When a line of the listing below has the string "worker" in it, copy that line.
(Beginning of AVAILABLE DATA)
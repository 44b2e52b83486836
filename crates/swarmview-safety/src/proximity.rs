//! Closest-pair proximity validation over sampled show positions
//!
//! For every frame of a show the validator finds the two active drones
//! closest to each other. Drones parked at their takeoff or landing
//! position are excluded from the search; a fully parked fleet falls back
//! to considering everyone so a result still exists for every frame.

use std::time::{Duration, Instant};

use glam::Vec3;
use serde::{Deserialize, Serialize};
use tracing::debug;

use crate::worker::JobMonitor;
use crate::{Result, ValidationError};

/// Tunable parameters of the proximity validator.
#[derive(Debug, Clone, Serialize, Deserialize)]
pub struct ProximitySettings {
    /// Component-wise tolerance, in show units (meters), for treating a
    /// drone as parked at its takeoff or landing reference position
    pub idle_tolerance: f32,
    /// Minimum wall-clock delay between progress events
    pub progress_interval: Duration,
}

impl Default for ProximitySettings {
    fn default() -> Self {
        Self {
            idle_tolerance: 1e-3,
            progress_interval: Duration::from_millis(100),
        }
    }
}

/// Everything one proximity validation run consumes; a complete snapshot,
/// safe to move onto a worker thread.
#[derive(Debug, Clone)]
pub struct ProximityInput {
    /// Flat positions, row-major `frame × drone × 3`
    pub positions: Vec<f32>,
    /// Number of sampled frames
    pub frame_count: usize,
    /// Number of drones per frame
    pub drone_count: usize,
    /// Per-drone takeoff reference positions, if known
    pub takeoff_positions: Option<Vec<Vec3>>,
    /// Per-drone landing reference positions, if known
    pub landing_positions: Option<Vec<Vec3>>,
    /// Validator tuning
    pub settings: ProximitySettings,
}

impl ProximityInput {
    /// Run the validator over this input
    pub fn run(&self, monitor: &JobMonitor) -> Result<ProximityReport> {
        find_closest_pairs(
            &self.positions,
            self.frame_count,
            self.drone_count,
            self.takeoff_positions.as_deref(),
            self.landing_positions.as_deref(),
            &self.settings,
            monitor,
        )
    }
}

/// Per-frame closest pairs for a whole show.
#[derive(Debug, Clone, PartialEq, Default)]
pub struct ProximityReport {
    /// Minimum inter-drone distance per frame; `None` when fewer than two
    /// drones were eligible (only possible with fewer than two drones)
    pub distances: Vec<Option<f32>>,
    /// Original drone indices `(min, max)` attaining each frame's distance
    pub pairs: Vec<Option<(usize, usize)>>,
}

impl ProximityReport {
    /// The single closest approach across the show: `(frame, distance, pair)`
    pub fn closest_approach(&self) -> Option<(usize, f32, (usize, usize))> {
        let mut best: Option<(usize, f32, (usize, usize))> = None;
        for (frame, (distance, pair)) in self.distances.iter().zip(&self.pairs).enumerate() {
            if let (Some(distance), Some(pair)) = (distance, pair) {
                if best.map_or(true, |(_, d, _)| *distance < d) {
                    best = Some((frame, *distance, *pair));
                }
            }
        }
        best
    }

    /// Frames whose minimum distance is below `threshold`
    pub fn violations(&self, threshold: f32) -> Vec<usize> {
        self.distances
            .iter()
            .enumerate()
            .filter_map(|(frame, distance)| match distance {
                Some(d) if *d < threshold => Some(frame),
                _ => None,
            })
            .collect()
    }
}

/// Compute the closest pair of active drones for every frame of a show.
///
/// `positions` is row-major `frame × drone × 3`; its length must equal
/// `frame_count * drone_count * 3` exactly. Frames are processed in
/// strictly increasing order; progress percentages are non-decreasing and
/// throttled to the settings' interval. Cancellation is polled between
/// frames and surfaces as [`ValidationError::Cancelled`], never as a
/// partial result.
#[allow(clippy::too_many_arguments)]
pub fn find_closest_pairs(
    positions: &[f32],
    frame_count: usize,
    drone_count: usize,
    takeoff_positions: Option<&[Vec3]>,
    landing_positions: Option<&[Vec3]>,
    settings: &ProximitySettings,
    monitor: &JobMonitor,
) -> Result<ProximityReport> {
    let expected = frame_count * drone_count * 3;
    if positions.len() != expected {
        return Err(ValidationError::PositionBufferMismatch {
            expected,
            actual: positions.len(),
        });
    }
    check_reference("takeoff", takeoff_positions, drone_count)?;
    check_reference("landing", landing_positions, drone_count)?;

    let mut distances = vec![None; frame_count];
    let mut pairs = vec![None; frame_count];
    // Candidate indices reused across frames to avoid per-frame allocation
    let mut active: Vec<usize> = Vec::with_capacity(drone_count);
    let mut last_report = Instant::now();

    for frame in 0..frame_count {
        if monitor.is_cancelled() {
            debug!(frame, "cancellation observed");
            return Err(ValidationError::Cancelled);
        }

        let base = frame * drone_count * 3;
        active.clear();
        for drone in 0..drone_count {
            let position = read_position(positions, base, drone);
            let parked = |reference: Option<&[Vec3]>| {
                reference
                    .is_some_and(|r| approx_eq(position, r[drone], settings.idle_tolerance))
            };
            if !parked(takeoff_positions) && !parked(landing_positions) {
                active.push(drone);
            }
        }
        // A fully parked fleet is a legitimate show state, not an error:
        // fall back to comparing everyone
        if active.is_empty() {
            active.extend(0..drone_count);
        }

        let mut best: Option<(f32, (usize, usize))> = None;
        for (slot, &a) in active.iter().enumerate() {
            let position_a = read_position(positions, base, a);
            for &b in &active[slot + 1..] {
                let distance = position_a.distance(read_position(positions, base, b));
                if best.map_or(true, |(d, _)| distance < d) {
                    // `active` is ascending, so (a, b) is already (min, max)
                    best = Some((distance, (a, b)));
                }
            }
        }
        if let Some((distance, pair)) = best {
            distances[frame] = Some(distance);
            pairs[frame] = Some(pair);
        }

        if last_report.elapsed() >= settings.progress_interval {
            monitor.report(percent(frame + 1, frame_count));
            last_report = Instant::now();
        }
    }

    monitor.report(100.0);
    Ok(ProximityReport { distances, pairs })
}

fn check_reference(
    side: &'static str,
    reference: Option<&[Vec3]>,
    drone_count: usize,
) -> Result<()> {
    match reference {
        Some(entries) if entries.len() != drone_count => {
            Err(ValidationError::ReferenceLengthMismatch {
                side,
                expected: drone_count,
                actual: entries.len(),
            })
        }
        _ => Ok(()),
    }
}

fn percent(done: usize, total: usize) -> f32 {
    if total == 0 {
        100.0
    } else {
        done as f32 * 100.0 / total as f32
    }
}

fn read_position(positions: &[f32], base: usize, drone: usize) -> Vec3 {
    let index = base + drone * 3;
    Vec3::new(positions[index], positions[index + 1], positions[index + 2])
}

/// Component-wise approximate equality within `tolerance`
fn approx_eq(a: Vec3, b: Vec3, tolerance: f32) -> bool {
    (a - b).abs().cmple(Vec3::splat(tolerance)).all()
}

#[cfg(test)]
mod tests {
    use super::*;
    use crate::worker::CancellationToken;

    fn flat(frames: &[&[[f32; 3]]]) -> (Vec<f32>, usize, usize) {
        let frame_count = frames.len();
        let drone_count = frames.first().map_or(0, |f| f.len());
        let data = frames
            .iter()
            .flat_map(|frame| frame.iter().flatten().copied())
            .collect();
        (data, frame_count, drone_count)
    }

    fn run(
        frames: &[&[[f32; 3]]],
        takeoff: Option<Vec<Vec3>>,
        landing: Option<Vec<Vec3>>,
    ) -> ProximityReport {
        let (positions, frame_count, drone_count) = flat(frames);
        find_closest_pairs(
            &positions,
            frame_count,
            drone_count,
            takeoff.as_deref(),
            landing.as_deref(),
            &ProximitySettings::default(),
            &JobMonitor::detached(),
        )
        .unwrap()
    }

    #[test]
    fn test_two_drone_distance_is_euclidean() {
        let report = run(&[&[[0.0, 0.0, 0.0], [3.0, 4.0, 0.0]]], None, None);
        assert_eq!(report.distances, vec![Some(5.0)]);
        assert_eq!(report.pairs, vec![Some((0, 1))]);
    }

    #[test]
    fn test_closest_pair_among_three() {
        let report = run(
            &[&[[0.0, 0.0, 0.0], [10.0, 0.0, 0.0], [11.0, 0.0, 0.0]]],
            None,
            None,
        );
        assert_eq!(report.distances, vec![Some(1.0)]);
        assert_eq!(report.pairs, vec![Some((1, 2))]);
    }

    #[test]
    fn test_parked_drones_are_excluded() {
        // Drone 0 sits at its takeoff spot; 1 and 2 fly close together
        let takeoff = vec![
            Vec3::new(0.0, 0.0, 0.0),
            Vec3::new(50.0, 0.0, 0.0),
            Vec3::new(100.0, 0.0, 0.0),
        ];
        let report = run(
            &[&[[0.0, 0.0, 0.0], [20.0, 0.0, 10.0], [22.0, 0.0, 10.0]]],
            Some(takeoff),
            None,
        );
        // Without the exclusion the closest pair would involve drone 0
        assert_eq!(report.pairs, vec![Some((1, 2))]);
        assert_eq!(report.distances, vec![Some(2.0)]);
    }

    #[test]
    fn test_landing_reference_also_excludes() {
        let landing = vec![Vec3::new(5.0, 0.0, 0.0), Vec3::new(99.0, 99.0, 99.0)];
        let report = run(
            &[&[[5.0, 0.0, 0.0], [6.0, 0.0, 0.0]]],
            None,
            Some(landing),
        );
        // Only drone 1 is active; the all-idle fallback does not apply,
        // but a single candidate cannot form a pair either
        assert_eq!(report.distances, vec![None]);
    }

    #[test]
    fn test_all_idle_falls_back_to_everyone() {
        let takeoff = vec![Vec3::new(0.0, 0.0, 0.0), Vec3::new(4.0, 0.0, 0.0)];
        let report = run(
            &[&[[0.0, 0.0, 0.0], [4.0, 0.0, 0.0]]],
            Some(takeoff),
            None,
        );
        assert_eq!(report.distances, vec![Some(4.0)]);
        assert_eq!(report.pairs, vec![Some((0, 1))]);
    }

    #[test]
    fn test_idle_tolerance_is_configurable() {
        let takeoff = vec![Vec3::new(0.0, 0.0, 0.0), Vec3::new(4.0, 0.0, 0.0)];
        let (positions, frame_count, drone_count) =
            flat(&[&[[0.05, 0.0, 0.0], [2.0, 0.0, 0.0]]]);
        let settings = ProximitySettings {
            idle_tolerance: 0.1,
            ..Default::default()
        };
        let report = find_closest_pairs(
            &positions,
            frame_count,
            drone_count,
            Some(&takeoff),
            None,
            &settings,
            &JobMonitor::detached(),
        )
        .unwrap();
        // Drone 0 is within the widened tolerance of its pad, so only
        // drone 1 is active and the frame has no pair
        assert_eq!(report.distances, vec![None]);
    }

    #[test]
    fn test_single_drone_has_no_pairs() {
        let report = run(&[&[[0.0, 0.0, 0.0]], &[[1.0, 0.0, 0.0]]], None, None);
        assert_eq!(report.distances, vec![None, None]);
        assert_eq!(report.pairs, vec![None, None]);
    }

    #[test]
    fn test_wrong_buffer_length_fails_fast() {
        let result = find_closest_pairs(
            &[0.0; 10],
            2,
            2,
            None,
            None,
            &ProximitySettings::default(),
            &JobMonitor::detached(),
        );
        assert!(matches!(
            result,
            Err(ValidationError::PositionBufferMismatch {
                expected: 12,
                actual: 10,
            })
        ));
    }

    #[test]
    fn test_wrong_reference_length_fails_fast() {
        let (positions, frame_count, drone_count) =
            flat(&[&[[0.0, 0.0, 0.0], [1.0, 0.0, 0.0]]]);
        let result = find_closest_pairs(
            &positions,
            frame_count,
            drone_count,
            Some(&[Vec3::ZERO]),
            None,
            &ProximitySettings::default(),
            &JobMonitor::detached(),
        );
        assert!(matches!(
            result,
            Err(ValidationError::ReferenceLengthMismatch { side: "takeoff", .. })
        ));
    }

    #[test]
    fn test_pre_cancelled_run_computes_nothing() {
        let token = CancellationToken::new();
        token.cancel();
        let monitor = JobMonitor::new(token, None);
        let (positions, frame_count, drone_count) =
            flat(&[&[[0.0, 0.0, 0.0], [1.0, 0.0, 0.0]]]);
        let result = find_closest_pairs(
            &positions,
            frame_count,
            drone_count,
            None,
            None,
            &ProximitySettings::default(),
            &monitor,
        );
        assert!(matches!(result, Err(ValidationError::Cancelled)));
    }

    #[test]
    fn test_closest_approach_over_frames() {
        let report = run(
            &[
                &[[0.0, 0.0, 0.0], [10.0, 0.0, 0.0]],
                &[[0.0, 0.0, 0.0], [2.0, 0.0, 0.0]],
                &[[0.0, 0.0, 0.0], [6.0, 0.0, 0.0]],
            ],
            None,
            None,
        );
        assert_eq!(report.closest_approach(), Some((1, 2.0, (0, 1))));
        assert_eq!(report.violations(3.0), vec![1]);
    }
}
//! Typed in-memory show data handed over by the external show loader
//!
//! Parsing the show container format (archives, manifests) is a collaborator's
//! job; this module is the decoded form the evaluation engine consumes.

use serde::{Deserialize, Serialize};
use tracing::info;

use crate::bytecode::LightProgram;
use crate::light_player::LightProgramPlayer;
use crate::trajectory::{Trajectory, TrajectoryError, TrajectoryPlayer};

/// One drone's slice of a show: its LED program and its flight path.
#[derive(Debug, Clone, Serialize, Deserialize)]
#[serde(rename_all = "camelCase")]
pub struct DroneData {
    /// Compact LED bytecode; base64 text on the wire
    pub light_program: LightProgram,
    /// Time-stamped flight path
    pub trajectory: Trajectory,
}

impl DroneData {
    /// Create a light program player for this drone
    pub fn light_player(&self) -> LightProgramPlayer {
        LightProgramPlayer::new(self.light_program.clone())
    }

    /// Create a trajectory player for this drone
    pub fn trajectory_player(&self) -> Result<TrajectoryPlayer, TrajectoryError> {
        TrajectoryPlayer::new(self.trajectory.clone())
    }
}

/// A complete decoded show: per-drone light programs and trajectories.
///
/// Immutable for the lifetime of a loaded show; players are created from it
/// when a show loads and discarded when another show replaces it.
#[derive(Debug, Clone, Default, Serialize, Deserialize)]
pub struct ShowData {
    /// All drones taking part in the show
    pub drones: Vec<DroneData>,
}

impl ShowData {
    /// Number of drones in the show
    pub fn drone_count(&self) -> usize {
        self.drones.len()
    }

    /// Show duration in seconds: the latest trajectory end across the fleet
    pub fn duration(&self) -> f64 {
        self.drones
            .iter()
            .map(|drone| drone.trajectory.end_time())
            .fold(0.0, f64::max)
    }

    /// Create trajectory players for every drone, in drone order
    pub fn trajectory_players(&self) -> Result<Vec<TrajectoryPlayer>, TrajectoryError> {
        let players = self
            .drones
            .iter()
            .map(DroneData::trajectory_player)
            .collect::<Result<Vec<_>, _>>()?;
        info!(
            drones = players.len(),
            duration = self.duration(),
            "show trajectory players created"
        );
        Ok(players)
    }
}
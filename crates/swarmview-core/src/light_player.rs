//! Random-access "color at time t" queries over a light program
//!
//! The player wraps the executor's lazy segment sequence with a bounded
//! lookback window so a render loop can poll it once per frame without
//! re-running the program. Monotonically increasing query times are O(1)
//! amortized; seeking before the buffered window rewinds and replays.

use std::collections::VecDeque;

use tracing::debug;

use crate::bytecode::{LightProgram, LightProgramError};
use crate::color::Rgb;
use crate::executor::{ColorSegment, LightProgramExecutor};

/// Number of past segments kept for backward seeks before a full rewind
/// becomes necessary.
pub const SEGMENT_LOOKBACK: usize = 31;

/// A segment in playback units: time in seconds, channels normalized to
/// 0-1. The conversion from the executor's native units happens once per
/// segment, not per query.
#[derive(Debug, Clone, Copy)]
struct PlaybackSegment {
    start: f64,
    /// `f64::INFINITY` for the synthesized tail holding the final color
    end: f64,
    start_color: [f32; 3],
    end_color: Option<[f32; 3]>,
}

impl PlaybackSegment {
    fn from_segment(segment: &ColorSegment) -> Self {
        Self {
            start: segment.start_ms as f64 / 1000.0,
            end: segment.end_ms() as f64 / 1000.0,
            start_color: segment.start_color.to_normalized(),
            end_color: segment.end_color.map(Rgb::to_normalized),
        }
    }

    fn tail(start: f64, color: [f32; 3]) -> Self {
        Self {
            start,
            end: f64::INFINITY,
            start_color: color,
            end_color: None,
        }
    }

    fn color_at(&self, seconds: f64) -> [f32; 3] {
        let Some(end_color) = self.end_color else {
            return self.start_color;
        };
        let duration = self.end - self.start;
        if duration <= 0.0 {
            return self.start_color;
        }
        let ratio = (((seconds - self.start) / duration).clamp(0.0, 1.0)) as f32;
        let mix = |a: f32, b: f32| a + (b - a) * ratio;
        [
            mix(self.start_color[0], end_color[0]),
            mix(self.start_color[1], end_color[1]),
            mix(self.start_color[2], end_color[2]),
        ]
    }
}

/// Answers "what color at time t" for one drone's light program.
///
/// Owned by a single playback context; every query mutates the internal
/// window and cursor state.
#[derive(Debug)]
pub struct LightProgramPlayer {
    executor: LightProgramExecutor,
    window: VecDeque<PlaybackSegment>,
    lookback: usize,
    ended: bool,
}

impl LightProgramPlayer {
    /// Create a player with the default lookback capacity
    pub fn new(program: LightProgram) -> Self {
        Self::with_lookback(program, SEGMENT_LOOKBACK)
    }

    /// Create a player keeping up to `lookback` past segments buffered.
    ///
    /// A capacity of at least 1 is enforced; the window always holds the
    /// segment spanning the current query time.
    pub fn with_lookback(program: LightProgram, lookback: usize) -> Self {
        Self {
            executor: LightProgramExecutor::new(program),
            window: VecDeque::new(),
            lookback: lookback.max(1),
            ended: false,
        }
    }

    /// Create a player from the base64 text form of a program
    pub fn from_base64(text: &str) -> Result<Self, LightProgramError> {
        Ok(Self::new(LightProgram::from_base64(text)?))
    }

    /// Evaluate the LED color at `seconds`, normalized 0-1 per channel.
    ///
    /// Negative times clamp to the start of the program. Queries past the
    /// end of the program return the stable final color. Non-finite times
    /// fail with [`LightProgramError::NonFiniteTime`].
    pub fn evaluate_color_at(&mut self, seconds: f64) -> Result<[f32; 3], LightProgramError> {
        if !seconds.is_finite() {
            return Err(LightProgramError::NonFiniteTime(seconds));
        }
        let seconds = seconds.max(0.0);

        if let Some(first) = self.window.front() {
            if seconds < first.start {
                debug!(seconds, "query before buffered window, rewinding");
                self.rewind();
            }
        }

        while !self.covers(seconds) {
            self.advance()?;
        }

        // Scan newest-first: monotone playback almost always lands in the
        // most recently buffered segment
        for segment in self.window.iter().rev() {
            if seconds >= segment.start {
                return Ok(segment.color_at(seconds));
            }
        }

        // seconds >= 0 and the window starts at time zero after a rewind
        Ok(self
            .window
            .front()
            .map(|segment| segment.start_color)
            .unwrap_or([0.0; 3]))
    }

    /// Whether the underlying program has produced all of its segments
    pub fn program_ended(&self) -> bool {
        self.ended
    }

    /// Restartable per-frame iterator stepping time by `1 / fps`.
    ///
    /// Yields `(time, color)` pairs while the program still has content;
    /// programs with infinite loops iterate indefinitely. The player is
    /// rewound first, so iteration always starts at time zero.
    pub fn frames(&mut self, fps: f64) -> Result<Frames<'_>, LightProgramError> {
        if !fps.is_finite() || fps <= 0.0 {
            return Err(LightProgramError::InvalidFrameRate(fps));
        }
        self.rewind();
        Ok(Frames {
            player: self,
            frame: 0,
            interval: 1.0 / fps,
        })
    }

    fn rewind(&mut self) {
        self.executor.reset();
        self.window.clear();
        self.ended = false;
    }

    /// Whether the buffered window extends past `seconds`
    fn covers(&self, seconds: f64) -> bool {
        self.window.back().is_some_and(|last| seconds < last.end)
    }

    /// Pull one more segment from the executor into the window, evicting
    /// the oldest entry once the window exceeds its capacity. When the
    /// program ends, synthesize an infinite tail holding the final color.
    fn advance(&mut self) -> Result<(), LightProgramError> {
        match self.executor.next_segment()? {
            Some(segment) => {
                self.push(PlaybackSegment::from_segment(&segment));
            }
            None => {
                let start = self.window.back().map(|s| s.end).unwrap_or(0.0);
                let color = self.executor.current_color().to_normalized();
                self.push(PlaybackSegment::tail(start, color));
                self.ended = true;
            }
        }
        Ok(())
    }

    fn push(&mut self, segment: PlaybackSegment) {
        self.window.push_back(segment);
        while self.window.len() > self.lookback {
            self.window.pop_front();
        }
    }

    /// Whether `seconds` lies past all of the program's real content
    fn past_end(&self, seconds: f64) -> bool {
        self.ended
            && self
                .window
                .back()
                .is_some_and(|tail| tail.end.is_infinite() && seconds >= tail.start)
    }
}

/// Iterator over per-frame `(time, color)` samples of a light program.
///
/// Created by [`LightProgramPlayer::frames`]; used for exhaustive sampling
/// (export, preview strips), not by the interactive player.
#[derive(Debug)]
pub struct Frames<'a> {
    player: &'a mut LightProgramPlayer,
    frame: u64,
    interval: f64,
}

impl Iterator for Frames<'_> {
    type Item = Result<(f64, [f32; 3]), LightProgramError>;

    fn next(&mut self) -> Option<Self::Item> {
        let time = self.frame as f64 * self.interval;
        let color = match self.player.evaluate_color_at(time) {
            Ok(color) => color,
            Err(error) => return Some(Err(error)),
        };
        if self.player.past_end(time) {
            return None;
        }
        self.frame += 1;
        Some(Ok((time, color)))
    }
}
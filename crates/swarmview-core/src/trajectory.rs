//! Trajectory playback: "position at time t" queries over waypoint lists
//!
//! A trajectory is a time-stamped sequence of 3D waypoints describing one
//! drone's flight path. The player interpolates linearly between waypoints
//! and clamps outside the covered range. Monotone playback is O(1) per
//! query via a segment cursor; arbitrary seeks fall back to binary search.

use std::fmt;

use glam::Vec3;
use serde::de::{SeqAccess, Visitor};
use serde::ser::SerializeSeq;
use serde::{Deserialize, Deserializer, Serialize, Serializer};
use thiserror::Error;
use tracing::debug;

/// The only trajectory format version this engine understands
pub const TRAJECTORY_VERSION: u32 = 1;

/// Errors raised while constructing or querying a trajectory player.
#[derive(Debug, Error)]
pub enum TrajectoryError {
    /// The trajectory declares a format version other than 1
    #[error("unsupported trajectory version {0} (expected {TRAJECTORY_VERSION})")]
    UnsupportedVersion(u32),

    /// The trajectory carries no waypoints at all
    #[error("trajectory has no waypoints")]
    EmptyTrajectory,

    /// A queried segment uses Bezier control points, which this player
    /// recognizes but does not evaluate
    #[error("segment {segment} uses control points; curved segments are not supported")]
    CurvedSegmentsNotSupported {
        /// Index of the offending segment (0 = between the first two waypoints)
        segment: usize,
    },

    /// A position query was made with a NaN or infinite timestamp
    #[error("query time {0} is not finite")]
    NonFiniteTime(f64),
}

/// A single time-stamped waypoint of a drone trajectory.
///
/// On the wire a waypoint is a 2- or 3-element array
/// `[time, [x, y, z], controlPoints?]`; serde support uses that form.
#[derive(Debug, Clone, PartialEq)]
pub struct TrajectoryPoint {
    /// Timestamp in seconds, relative to takeoff
    pub time: f64,
    /// Position at this waypoint
    pub position: Vec3,
    /// Bezier control points of the segment arriving at this waypoint;
    /// empty for a linear segment
    pub control_points: Vec<Vec3>,
}

impl TrajectoryPoint {
    /// Create a linear waypoint
    pub fn new(time: f64, position: Vec3) -> Self {
        Self {
            time,
            position,
            control_points: Vec::new(),
        }
    }
}
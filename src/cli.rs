//! Command line surface.

use crate::error::{Result, SdfError};
use clap::{Parser, ValueEnum};
use std::path::{Path, PathBuf};

/// Output image format tag.
#[derive(Debug, Clone, Copy, PartialEq, Eq, ValueEnum)]
#[value(rename_all = "lower")]
pub enum Format {
    Png,
    Bmp,
    Jpg,
    Tga,
}

impl Format {
    /// Infers a format from an output path's extension, falling back
    /// to PNG when the extension is missing or unrecognized.
    pub fn infer(path: &Path) -> Format {
        match path
            .extension()
            .and_then(|ext| ext.to_str())
            .map(|ext| ext.to_ascii_lowercase())
            .as_deref()
        {
            Some("bmp") => Format::Bmp,
            Some("jpg") | Some("jpeg") => Format::Jpg,
            Some("tga") => Format::Tga,
            _ => Format::Png,
        }
    }
}

/// Converts a raster image into an 8-bit signed distance field.
#[derive(Debug, Parser)]
#[command(name = "sdfgen", version, about)]
pub struct Cli {
    /// Input image path.
    pub input: PathBuf,

    /// Output image path.
    pub output: PathBuf,

    /// Maximum signed distance represented by the output, in pixels.
    #[arg(long, default_value_t = 4)]
    pub spread: i32,

    /// JPEG quality (1..=100); ignored for other formats.
    #[arg(long, default_value_t = 100)]
    pub quality: u8,

    /// Output format; inferred from the output extension if omitted.
    #[arg(long)]
    pub format: Option<Format>,

    /// Flip the inside/outside comparison.
    #[arg(long)]
    pub invert: bool,

    /// Threshold the luminance channel instead of the alpha channel.
    #[arg(long)]
    pub luminance: bool,

    /// Use an asymmetric [0, spread] source range instead of
    /// [-spread, spread].
    #[arg(long)]
    pub asymmetric: bool,

    /// Increase log verbosity (repeatable).
    #[arg(short, long, action = clap::ArgAction::Count)]
    pub verbose: u8,
}

impl Cli {
    /// Validates numeric arguments and resolves the output format,
    /// matching the `InvalidArguments` contract in spec.md §7.
    pub fn resolved_format(&self) -> Result<Format> {
        if self.spread <= 0 {
            return Err(SdfError::InvalidArguments(format!(
                "spread must be a positive integer, got {}",
                self.spread
            )));
        }
        if self.quality < 1 || self.quality > 100 {
            return Err(SdfError::InvalidArguments(format!(
                "quality must be in 1..=100, got {}",
                self.quality
            )));
        }
        Ok(self.format.unwrap_or_else(|| Format::infer(&self.output)))
    }
}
(End of AVAILABLE DATA)
- _EXERCISE RESPONSE_
use crate::worker::JobMonitor;
/// safe to move onto a worker thread.
    use crate::worker::CancellationToken;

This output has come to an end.